I’ve let the blog slip a bit this week (book reports get written in advance, in case you hadn’t guessed), but today I have a bit of space, so this entry will be a quick overview of what we’ve been up to.
On Monday, we had another appointment at the clinic, and got to see more ultrasound pictures of Yudetamago. She’s still growing right along the average curve, which is good, and there were no grounds for concern.
This week, Yuriko’s mother was in Yokohama for the International Esperanto Conference, and Wednesday was a day off for excursions. So, instead of going to see tourist sites in Japan, she came to see us. I was working most of the day, so, more specifically, she went shopping for baby things with Yuriko. They bought lots, and had it delivered here, so that it all arrived on Friday. We now have almost all of the basic necessities, plus a push chair, which we can’t use immediately. The only things I think we’re missing are the cot itself (coming), and nappies. There was another moment of it all seeming more real when I looked at the baby clothes Yuriko had bought, and realised that we were going to be putting our daughter in them.
I did have time to have dinner with Yuriko and her mother on Wednesday, and we went to a relatively new soba restaurant near Mizonokuchi station, which was nice.
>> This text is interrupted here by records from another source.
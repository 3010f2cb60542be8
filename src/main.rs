use std::path::PathBuf;

use anyhow::Context;
use rand::rngs::StdRng;
use rand::SeedableRng;
use structopt::StructOpt;
use syntax_decider::{Decider, ModelConfig};

#[macro_use]
extern crate log;

mod cli;

/// Directory of the running executable, where the default corpora live.
fn program_dir() -> anyhow::Result<PathBuf> {
    let exe = std::env::current_exe().context("could not locate the running executable")?;
    Ok(exe.parent().map(PathBuf::from).unwrap_or_default())
}

/// Fills in the missing corpus paths from the directory `dir` returns.
/// `dir` is only called when a path is missing.
fn corpus_paths<F>(
    good: Option<PathBuf>,
    bad: Option<PathBuf>,
    dir: F,
) -> anyhow::Result<(PathBuf, PathBuf)>
where
    F: FnOnce() -> anyhow::Result<PathBuf>,
{
    match (good, bad) {
        (Some(good), Some(bad)) => Ok((good, bad)),
        (good, bad) => {
            let dir = dir()?;
            Ok((
                good.unwrap_or_else(|| dir.join("good.txt")),
                bad.unwrap_or_else(|| dir.join("bad.txt")),
            ))
        }
    }
}

#[tokio::main]
async fn main() -> anyhow::Result<()> {
    env_logger::init();

    let opt = cli::Opt::from_args();
    debug!("cli args\n{:#?}", opt);

    let config = ModelConfig::with_divisor(opt.order, opt.threshold_divisor)?;
    let (good_path, bad_path) = corpus_paths(opt.good, opt.bad, program_dir)?;
    let rng = match opt.seed {
        Some(seed) => StdRng::seed_from_u64(seed),
        None => StdRng::from_entropy(),
    };

    let mut decider = Decider::from_corpus_files(good_path.clone(), bad_path.clone(), config, rng)
        .await
        .with_context(|| {
            format!(
                "could not train from {} and {}",
                good_path.display(),
                bad_path.display()
            )
        })?;

    decider
        .run(&opt.input, &opt.output)
        .await
        .with_context(|| {
            format!(
                "could not decide {} into {}",
                opt.input.display(),
                opt.output.display()
            )
        })?;
    Ok(())
}

#[cfg(test)]
mod tests {
    use super::*;

    #[test]
    fn explicit_corpora_skip_program_dir() {
        let paths = corpus_paths(
            Some(PathBuf::from("g.txt")),
            Some(PathBuf::from("b.txt")),
            || anyhow::bail!("program dir must not be resolved"),
        )
        .unwrap();
        assert_eq!(paths, (PathBuf::from("g.txt"), PathBuf::from("b.txt")));
    }

    #[test]
    fn missing_corpora_resolve_once() {
        let mut calls = 0;
        let paths = corpus_paths(None, None, || {
            calls += 1;
            Ok(PathBuf::from("/opt/decider"))
        })
        .unwrap();
        assert_eq!(calls, 1);
        assert_eq!(
            paths,
            (
                PathBuf::from("/opt/decider/good.txt"),
                PathBuf::from("/opt/decider/bad.txt")
            )
        );
    }

    #[test]
    fn one_missing_corpus_uses_program_dir() {
        let paths = corpus_paths(None, Some(PathBuf::from("b.txt")), || {
            Ok(PathBuf::from("/opt/decider"))
        })
        .unwrap();
        assert_eq!(
            paths,
            (PathBuf::from("/opt/decider/good.txt"), PathBuf::from("b.txt"))
        );
    }
}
We talked about the baby, and about Esperanto, and I discovered that I can already basically read Esperanto. It’s based on European languages, so a background in English, French, and Latin makes it pretty easy. Since it was designed to be easy, I might be able to learn to speak it fairly quickly, too, but I don’t think it’s a high priority.
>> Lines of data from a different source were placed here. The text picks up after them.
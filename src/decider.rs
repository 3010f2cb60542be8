//! Good-versus-bad sentence classification.
use std::fmt;
use std::path::Path;

use log::{debug, info};
use rand::Rng;
use tokio::fs::File as AsyncFile;
use tokio::io::{AsyncBufReadExt, AsyncWriteExt, BufReader, BufWriter};

use crate::error::Error;
use crate::model::{ModelConfig, NGramModel};

/// Outcome for one line.
#[derive(Debug, Clone, Copy, PartialEq, Eq)]
pub enum Verdict {
    Good,
    Bad,
}

impl fmt::Display for Verdict {
    fn fmt(&self, f: &mut fmt::Formatter<'_>) -> fmt::Result {
        match self {
            Verdict::Good => write!(f, "1"),
            Verdict::Bad => write!(f, "0"),
        }
    }
}

/// Compares the scores of a model trained on well-formed text and one
/// trained on ill-formed text. Ties are broken with `rng`.
pub struct Decider<R> {
    good: NGramModel,
    bad: NGramModel,
    rng: R,
}

impl<R: Rng> Decider<R> {
    pub fn new(good: NGramModel, bad: NGramModel, rng: R) -> Self {
        Decider { good, bad, rng }
    }

    /// Trains both models from their corpus files, concurrently.
    pub async fn from_corpus_files<P>(
        good_path: P,
        bad_path: P,
        config: ModelConfig,
        rng: R,
    ) -> Result<Self, Error>
    where
        P: AsRef<Path> + Send + Sync + 'static,
    {
        let good_task = tokio::spawn(async move { NGramModel::from_file(good_path, config).await });
        let bad_task = tokio::spawn(async move { NGramModel::from_file(bad_path, config).await });

        let (good, bad) = tokio::try_join!(good_task, bad_task)?;
        Ok(Decider::new(good?, bad?, rng))
    }

    /// Scores of `line` under the good and the bad model.
    pub fn scores(&self, line: &str) -> (f64, f64) {
        (self.good.check_sentence(line), self.bad.check_sentence(line))
    }

    pub fn decide(&mut self, line: &str) -> Verdict {
        let (good, bad) = self.scores(line);
        if good > bad {
            Verdict::Good
        } else if good < bad {
            Verdict::Bad
        } else {
            debug!("tie at {good:e} for {:?}, deciding randomly", line.trim_end());
            if self.rng.gen_bool(0.5) {
                Verdict::Good
            } else {
                Verdict::Bad
            }
        }
    }

    /// Writes one verdict per line of `input` to `output`, truncating it.
    /// Returns the number of lines processed.
    pub async fn run<P, Q>(&mut self, input: P, output: Q) -> Result<usize, Error>
    where
        P: AsRef<Path>,
        Q: AsRef<Path>,
    {
        let start_time = std::time::Instant::now();
        let reader = BufReader::new(AsyncFile::open(input.as_ref()).await?);
        let mut writer = BufWriter::new(AsyncFile::create(output.as_ref()).await?);
        let mut lines = reader.lines();

        let mut processed = 0;
        while let Some(line) = lines.next_line().await? {
            let verdict = self.decide(&line);
            debug!("line {}: {}", processed + 1, verdict);
            writer.write_all(format!("{verdict}\n").as_bytes()).await?;
            processed += 1;
        }
        writer.flush().await?;

        info!(
            "Decided {} lines from {} in {} ms",
            processed,
            input.as_ref().display(),
            start_time.elapsed().as_millis()
        );
        Ok(processed)
    }

    pub fn good(&self) -> &NGramModel {
        &self.good
    }

    pub fn bad(&self) -> &NGramModel {
        &self.bad
    }
}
Work has been busy. I’m doing preparatory reading for a new writing project, and it’s been taking a lot longer than anticipated. I’ve nearly finished now, though; I suspect that I will actually finish tomorrow. Then, of course, I have to do the writing. I might be able to get it done before Yudetamago is born; I certainly hope so. However, that depends, to a certain extent, on exactly when she decides to join us.
My teaching is in a slightly odd state. On paper, I have plenty of students. However, with the summer holidays, I’ve had rather less than I’m aiming for every week for the last four weeks. So, I might get a brief period at or above the target level, before I have to take time off to help look after Yudetamago, and everything gets disrupted again. While freelance work definitely has its benefits, stability and predictability are not among them.
We have a few things left to do before the baby arrives, and then we’ll be as prepared as we can be. Of course, there’s no way we can fully prepare for the event; all we can do is look forward to it.